Nama : Sylvi Febrina
Npm : 25217870
Kelas : 4EB11
·
CPI – Corruption
Perception Index
Corruption Perception Index (CPI) merupakan indeks komposit
yang mengukur persepsi pelaku usaha dan pakar terhadap korupsi di sektor
publik, yaitu korupsi yang dilakukan oleh pegawai negeri, penyelenggara negara
dan politisi. Sejak diluncurkan pada tahun 1995, CPI telah digunakan oleh
banyak negara sebagai rujukan tentang situasi korupsi dalam negeri dibandingkan
dengan negara lain. Tujuan dari lembaga survei CPI adalah untuk
mengingatkan bahwa korupsi masih merupakan bahaya besar yang mengancam
dunia. Objek dari lembaga survei CPI ini Corruption Perception Index mengukur
persepsi korupsi yang dilakukan politisi dan pejabat publik.

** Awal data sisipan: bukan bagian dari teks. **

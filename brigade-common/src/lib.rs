pub mod api;
pub mod logging;
pub mod store;
pub mod types;

pub use api::{ApiReply, IngestRequest, LoginReply, LoginRequest, UserProfile};
pub use store::{PositionStore, SharedStore, StoreConfig, StoreError};
pub use types::{LatLng, LiveMessage, LivePosition, PointUpdate, PositionRecord, UnitMeta, now_millis};
use axum::{
    Json, Router,
    extract::State,
    http::StatusCode,
    response::IntoResponse,
    routing::{get, post},
};
use brigade_common::SharedStore;
use serde::Serialize;
use std::sync::Arc;
use tower_http::cors::{Any, CorsLayer};
use tower_http::trace::TraceLayer;

use crate::api::{ingest_handler, login_handler};
use crate::live::LiveState;
use crate::live::socket::live_channel;

/// Shared state handed to every handler.
#[derive(Clone)]
pub struct AppState {
    pub live: Arc<LiveState>,
    pub store: SharedStore,
}

impl AppState {
    pub fn new(live: Arc<LiveState>, store: SharedStore) -> Self {
        Self { live, store }
    }
}

#[derive(Debug, Serialize)]
struct StatsBody {
    status: &'static str,
    service: &'static str,
    version: &'static str,
    units: usize,
    sessions: usize,
}

/// Health check endpoint
async fn health_check() -> impl IntoResponse {
    (StatusCode::OK, "OK")
}

/// Cache and session counts
async fn stats(State(state): State<AppState>) -> impl IntoResponse {
    Json(StatsBody {
        status: "running",
        service: "brigade-backend",
        version: env!("CARGO_PKG_VERSION"),
        units: state.live.unit_count().await,
        sessions: state.live.hub().session_count().await,
    })
}

pub fn build_router(state: AppState, enable_cors: bool) -> Router {
    let router = Router::new()
        .route("/health", get(health_check))
        .route("/stats", get(stats))
        .route("/api/positions", post(ingest_handler))
        .route("/api/login", post(login_handler))
        .route("/ws", get(live_channel))
        .with_state(state);

    let router = if enable_cors {
        router.layer(
            CorsLayer::new()
                .allow_origin(Any)
                .allow_methods(Any)
                .allow_headers(Any),
        )
    } else {
        router
    };

    router.layer(TraceLayer::new_for_http())
}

Hasil survey pada tahun 2020 yaitu Corruption
Perception Index memberi peringkat 180 negara. Indeks ini menunjukkan
urutan-urutan negara sesuai dengan persepsi urutan-urutan tingkat korupsi yang
dilakukan pegawai negeri dan kaum politisi. Survei ini mencerminkan persepsi
dan pandangan pengusaha dan analis di seluruh dunia. Korupsi yang dimaksud
dalam survei ini yaitu penyalahgunaan jabatan oleh pegawai dan kaum politisi
untuk kepentingan pribadi. Survei ini tidak membedakan korupsi yang bersifat
administratif atau politis, atau antara korupsi besar atau kecil. pada tahun
2020,Indonesia menduduki skor 37 dengan ranking 102 dari 180 negara, menurun
tiga point dari tahun sebelumnya. Melihat dari penurunan skor pada indeks CPI
Indonesia gerdapat 5 indikator yang merosot dalam penghitungan indeks antara
lain Varieties of Democracy Project (dari peringkat 28 menjadi 26), tiga
indikator yang stagnan antara lain World Economic Forum EOS (masih di peringkat
46), dan satu indikator naik, yaitu World Justice Project – Rule of Law Index
(dari peringkat 21 menjadi 23).
·
GCB - Global
Corruption Barometer
Global Corruption
Barometer (GCB) merupakan survei mengenai opini publik terkait korupsi dan
praktik suap berdasarkan persepsi dan pengalaman masyarakat di masing-masing
negara, salah satunya adalah Indonesia. Survei yang sebelumnya juga dilakukan
pada tahun 2017 dan 2013 ini menilai berbagai praktik korupsi dan suap seperti
koneksi personal, institusi yang paling korup, tingkat korupsi dalam kurun
waktu 12 bulan terakhir, kinerja pemerintah dalam memberantas korupsi, dan
peran masyarakat dalam membuat perubahan untuk memberantas korupsi.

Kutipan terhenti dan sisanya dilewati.